Below are the records. Retype exactly the lines between the lines holding "let normalized = TransactionRecord" and "let (total_value, transactions)", inclusive.

--- Source records ---

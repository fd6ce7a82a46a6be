//! Graph construction from transaction records.
//!
//! Records are validated one by one. Invalid records are rejected and
//! counted; they never abort the build. Valid records are merged into one
//! edge per ordered `(source, target)` pair.

use crate::types::EntityGraph;
use async_trait::async_trait;
use moneytrail_core::{
    analyzer::AnalyzerMetadata,
    config::SelfLoopPolicy,
    domain::Domain,
    error::{AnalysisError, Result},
    traits::{Analyzer, BatchAnalyzer},
    transaction::TransactionRecord,
};
use serde::{Deserialize, Serialize};
use std::collections::{BTreeMap, BTreeSet};
use std::sync::Arc;

/// A record the builder refused, with the reason.
#[derive(Debug, Clone, PartialEq, Eq, Serialize, Deserialize)]
pub struct RejectedRecord {
    /// Position of the record in the caller's input.
    pub origin_index: u64,
    /// Why it was rejected.
    pub reason: String,
}

impl From<RejectedRecord> for AnalysisError {
    fn from(rejected: RejectedRecord) -> Self {
        AnalysisError::invalid_record(rejected.origin_index, rejected.reason)
    }
}

/// Result of a lenient build.
#[derive(Debug, Clone)]
pub struct BuildOutcome {
    /// The merged graph.
    pub graph: EntityGraph,
    /// Records skipped during the build, in input order.
    pub rejected: Vec<RejectedRecord>,
}

// ============================================================================
// Graph Builder
// ============================================================================

/// Aggregates transaction records into an `EntityGraph`.
#[derive(Debug, Clone)]
pub struct GraphBuilder {
    metadata: AnalyzerMetadata,
    self_loops: SelfLoopPolicy,
}

impl GraphBuilder {
    /// Create a builder that keeps self-loops.
    #[must_use]
    pub fn new() -> Self {
        Self {
            metadata: AnalyzerMetadata::new("graph/builder", Domain::GraphAnalytics)
                .with_description("Merged weighted directed graph from transactions"),
            self_loops: SelfLoopPolicy::Allow,
        }
    }

    /// Set the self-loop policy.
    #[must_use]
    pub fn with_self_loops(mut self, policy: SelfLoopPolicy) -> Self {
        self.self_loops = policy;
        self
    }

    /// Check a single record.
    pub fn validate_record(&self, record: &TransactionRecord) -> std::result::Result<(), RejectedRecord> {
        let reject = |reason: &str| RejectedRecord {
            origin_index: record.origin_index,
            reason: reason.to_string(),
        };

        if record.source().is_empty() {
            return Err(reject("empty source id"));
        }
        if record.target().is_empty() {
            return Err(reject("empty target id"));
        }
        if !record.amount.is_finite() {
            return Err(reject("amount is not a finite number"));
        }
        if record.amount < 0.0 {
            return Err(reject("negative amount"));
        }
        if self.self_loops == SelfLoopPolicy::Reject && record.is_self_loop() {
            return Err(reject("self-loop rejected by policy"));
        }
        Ok(())
    }

    /// Build a graph, skipping and counting invalid records.
    pub fn build(&self, records: &[TransactionRecord]) -> BuildOutcome {
        let mut ids: BTreeSet<String> = BTreeSet::new();
        let mut merged: BTreeMap<(String, String), (f64, Vec<TransactionRecord>)> =
            BTreeMap::new();
        let mut rejected = Vec::new();

        for record in records {
            if let Err(reason) = self.validate_record(record) {
                tracing::debug!(
                    origin_index = reason.origin_index,
                    reason = %reason.reason,
                    "Rejected transaction record"
                );
                rejected.push(reason);
                continue;
            }

            let source = record.source().to_string();
            let target = record.target().to_string();
            let normalized = TransactionRecord {
                source_id: source.clone(),
                target_id: target.clone(),
                ..record.clone()
            };

            ids.insert(source.clone());
            ids.insert(target.clone());

            let (total_value, transactions) = merged.entry((source, target)).or_default();
            *total_value += normalized.amount;
            transactions.push(normalized);
        }

        if !rejected.is_empty() {
            tracing::warn!(
                analyzer = %self.metadata.id,
                rejected = rejected.len(),
                total = records.len(),
                "Skipped invalid transaction records"
            );
        }

        let graph = EntityGraph::from_id_edges(ids.into_iter().collect(), merged);
        tracing::debug!(
            analyzer = %self.metadata.id,
            nodes = graph.num_nodes(),
            edges = graph.num_edges(),
            "Graph built"
        );

        BuildOutcome { graph, rejected }
    }

    /// Build a graph, failing on the first invalid record.
    pub fn try_build(&self, records: &[TransactionRecord]) -> Result<EntityGraph> {
        if let Some(bad) = records.iter().find_map(|r| self.validate_record(r).err()) {
            return Err(bad.into());
        }
        Ok(self.build(records).graph)
    }
}

impl Default for GraphBuilder {
    fn default() -> Self {
        Self::new()
    }
}

impl Analyzer for GraphBuilder {
    fn metadata(&self) -> &AnalyzerMetadata {
        &self.metadata
    }
}

#[async_trait]
impl BatchAnalyzer<Arc<[TransactionRecord]>, BuildOutcome> for GraphBuilder {
    async fn execute(&self, input: Arc<[TransactionRecord]>) -> Result<BuildOutcome> {
        Ok(self.build(&input))
    }
}

#[cfg(test)]
mod tests {
    use super::*;

    fn tx(i: u64, s: &str, t: &str, amount: f64) -> TransactionRecord {
        TransactionRecord::new(i, s, t, amount)
    }

    #[test]
    fn test_parallel_transactions_merge() {
        let records = vec![
            tx(0, "A", "B", 100.0),
            tx(1, "A", "B", 250.0),
            tx(2, "B", "A", 10.0),
        ];
        let outcome = GraphBuilder::new().build(&records);
        let graph = outcome.graph;

        assert!(outcome.rejected.is_empty());
        assert_eq!(graph.num_nodes(), 2);
        assert_eq!(graph.num_edges(), 2);

        let ab = graph.edge_by_ids("A", "B").unwrap();
        assert_eq!(ab.transaction_count, 2);
        assert!((ab.total_value - 350.0).abs() < 1e-9);
        assert_eq!(
            ab.transactions.iter().map(|t| t.origin_index).collect::<Vec<_>>(),
            vec![0, 1]
        );
    }

    #[test]
    fn test_ids_are_trimmed() {
        let records = vec![tx(0, " A ", "B", 1.0), tx(1, "A", "B ", 2.0)];
        let graph = GraphBuilder::new().build(&records).graph;
        assert_eq!(graph.num_nodes(), 2);
        assert_eq!(graph.edge_by_ids("A", "B").unwrap().transaction_count, 2);
        assert_eq!(graph.edges()[0].transactions[0].source_id, "A");
    }

    #[test]
    fn test_invalid_records_are_skipped() {
        let records = vec![
            tx(0, "A", "B", 100.0),
            tx(1, "", "B", 100.0),
            tx(2, "A", "B", -5.0),
            tx(3, "A", "B", f64::NAN),
            tx(4, "B", "C", 1.0),
        ];
        let outcome = GraphBuilder::new().build(&records);
        assert_eq!(
            outcome.rejected.iter().map(|r| r.origin_index).collect::<Vec<_>>(),
            vec![1, 2, 3]
        );
        assert_eq!(outcome.graph.num_edges(), 2);
    }

    #[test]
    fn test_self_loop_policy() {
        let records = vec![tx(0, "A", "A", 10.0), tx(1, "A", "B", 10.0)];

        let allowed = GraphBuilder::new().build(&records);
        assert_eq!(allowed.graph.num_edges(), 2);
        assert!(allowed.graph.edge_by_ids("A", "A").unwrap().is_self_loop());

        let rejected = GraphBuilder::new()
            .with_self_loops(SelfLoopPolicy::Reject)
            .build(&records);
        assert_eq!(rejected.graph.num_edges(), 1);
        assert_eq!(rejected.rejected.len(), 1);
    }

    #[test]
    fn test_try_build_is_strict() {
        let records = vec![tx(0, "A", "B", 1.0), tx(7, "A", "B", -1.0)];
        let err = GraphBuilder::new().try_build(&records).unwrap_err();
        assert!(matches!(err, AnalysisError::InvalidRecord { origin_index: 7, .. }));
    }

    #[test]
    fn test_permutation_gives_same_structure() {
        let records = vec![
            tx(0, "C", "A", 5.0),
            tx(1, "A", "B", 7.0),
            tx(2, "B", "C", 9.0),
            tx(3, "A", "B", 1.0),
        ];
        let mut reversed = records.clone();
        reversed.reverse();

        let g1 = GraphBuilder::new().build(&records).graph;
        let g2 = GraphBuilder::new().build(&reversed).graph;

        let ids = |g: &EntityGraph| g.entities().iter().map(|e| e.id.clone()).collect::<Vec<_>>();
        assert_eq!(ids(&g1), ids(&g2));
        for (a, b) in g1.edges().iter().zip(g2.edges()) {
            assert_eq!((a.source, a.target), (b.source, b.target));
            assert_eq!(a.transaction_count, b.transaction_count);
            assert!((a.total_value - b.total_value).abs() < 1e-9);
        }
    }

    #[tokio::test]
    async fn test_batch_execute() {
        let records: Arc<[TransactionRecord]> = vec![tx(0, "A", "B", 3.0)].into();
        let outcome = GraphBuilder::new().execute(records).await.unwrap();
        assert_eq!(outcome.graph.num_nodes(), 2);
    }
}
//! Risk levels shared by every detector.

use serde::{Deserialize, Serialize};
use std::fmt;

/// Ordered severity of an alert or report.
#[derive(
    Debug, Clone, Copy, PartialEq, Eq, PartialOrd, Ord, Hash, Default, Serialize, Deserialize,
)]
#[serde(rename_all = "UPPERCASE")]
pub enum RiskLevel {
    /// Low risk.
    #[default]
    Low,
    /// Medium risk.
    Medium,
    /// High risk.
    High,
    /// Critical risk.
    Critical,
}

impl RiskLevel {
    /// Returns the upper-case label used in reports.
    #[must_use]
    pub const fn as_str(&self) -> &'static str {
        match self {
            RiskLevel::Low => "LOW",
            RiskLevel::Medium => "MEDIUM",
            RiskLevel::High => "HIGH",
            RiskLevel::Critical => "CRITICAL",
        }
    }
}

impl fmt::Display for RiskLevel {
    fn fmt(&self, f: &mut fmt::Formatter<'_>) -> fmt::Result {
        f.write_str(self.as_str())
    }
}
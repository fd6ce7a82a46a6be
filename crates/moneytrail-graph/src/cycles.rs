//! Simple directed cycle enumeration.
//!
//! Every cycle is rooted at its smallest node index: the search from `root`
//! only visits nodes with a larger index, so each cycle is reported exactly
//! once, as the rotation that starts at its minimum. Self-loops are cycles
//! of length 1.
//!
//! The search is exponential in the worst case and always runs under a
//! `WorkBudget`. Every root visit and every edge expansion is one step. When
//! a cap is hit the cycles found so far are returned together with the
//! truncation reason.

use crate::types::{EntityGraph, NodeId};
use moneytrail_core::{
    analyzer::AnalyzerMetadata,
    budget::{BudgetMeter, WorkBudget},
    domain::Domain,
    error::{AnalysisError, TruncationReason},
    traits::Analyzer,
};

/// Cycles found by one enumeration.
#[derive(Debug, Clone, Default)]
pub struct CycleEnumeration {
    /// Each cycle as node indices, starting at its smallest index.
    pub cycles: Vec<Vec<NodeId>>,
    /// Why the search stopped early, if it did.
    pub truncation: Option<TruncationReason>,
    /// Root visits and edge expansions performed.
    pub steps: u64,
}

impl CycleEnumeration {
    /// True when the search stopped before exhausting the graph.
    #[must_use]
    pub fn is_truncated(&self) -> bool {
        self.truncation.is_some()
    }

    /// Diagnostic error describing the truncation, if any.
    #[must_use]
    pub fn truncation_error(&self) -> Option<AnalysisError> {
        self.truncation
            .map(|reason| AnalysisError::CycleEnumerationTruncated {
                cycles: self.cycles.len(),
                reason,
            })
    }
}

/// Simple cycle enumerator.
#[derive(Debug, Clone)]
pub struct SimpleCycles {
    metadata: AnalyzerMetadata,
}

impl SimpleCycles {
    /// Create a new enumerator.
    #[must_use]
    pub fn new() -> Self {
        Self {
            metadata: AnalyzerMetadata::new("graph/simple-cycles", Domain::GraphAnalytics)
                .with_description("Budgeted simple directed cycle enumeration"),
        }
    }

    /// Enumerate simple cycles of at least `min_length` nodes.
    ///
    /// Shorter cycles are still traversed but do not count against the
    /// cycle cap.
    pub fn enumerate(graph: &EntityGraph, min_length: usize, budget: &WorkBudget) -> CycleEnumeration {
        let mut meter = budget.meter();
        let mut cycles = Vec::new();
        let mut truncation = None;
        let mut on_path = vec![false; graph.num_nodes()];

        for root in 0..graph.num_nodes() {
            let searched = meter.step().and_then(|()| {
                Self::search_from(graph, root, min_length, &mut meter, &mut on_path, &mut cycles)
            });
            if let Err(reason) = searched {
                truncation = Some(reason);
                break;
            }
        }

        if let Some(reason) = truncation {
            tracing::warn!(
                cycles = cycles.len(),
                steps = meter.steps(),
                reason = %reason,
                "Cycle enumeration truncated"
            );
        }

        CycleEnumeration {
            cycles,
            truncation,
            steps: meter.steps(),
        }
    }

    /// Iterative DFS over simple paths starting at `root`.
    ///
    /// `on_path` is shared across roots and left all-false on success; after
    /// an error the caller must not reuse it.
    fn search_from(
        graph: &EntityGraph,
        root: NodeId,
        min_length: usize,
        meter: &mut BudgetMeter<'_>,
        on_path: &mut [bool],
        cycles: &mut Vec<Vec<NodeId>>,
    ) -> Result<(), TruncationReason> {
        if graph.out_edges(root).is_empty() {
            return Ok(());
        }
        let max_length = meter.max_cycle_length();
        let mut path: Vec<NodeId> = vec![root];
        // Position of the next outgoing edge to try, per path entry
        let mut cursor: Vec<usize> = vec![0];
        on_path[root] = true;

        while let Some(&node) = path.last() {
            let depth = path.len() - 1;
            let out = graph.out_edges(node);

            if cursor[depth] >= out.len() {
                on_path[node] = false;
                path.pop();
                cursor.pop();
                continue;
            }

            let next = out[cursor[depth]].target;
            cursor[depth] += 1;
            meter.step()?;

            if next == root {
                if path.len() >= min_length {
                    meter.record_cycle()?;
                    cycles.push(path.clone());
                }
            } else if next > root
                && !on_path[next]
                && max_length.map_or(true, |max| path.len() < max)
            {
                on_path[next] = true;
                path.push(next);
                cursor.push(0);
            }
        }

        Ok(())
    }
}

impl Default for SimpleCycles {
    fn default() -> Self {
        Self::new()
    }
}

impl Analyzer for SimpleCycles {
    fn metadata(&self) -> &AnalyzerMetadata {
        &self.metadata
    }
}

---

* _Written response_:
            let normalized = TransactionRecord {
                source_id: source.clone(),
                target_id: target.clone(),
                ..record.clone()
            };

            ids.insert(source.clone());
            ids.insert(target.clone());

            let (total_value, transactions) = merged.entry((source, target)).or_default();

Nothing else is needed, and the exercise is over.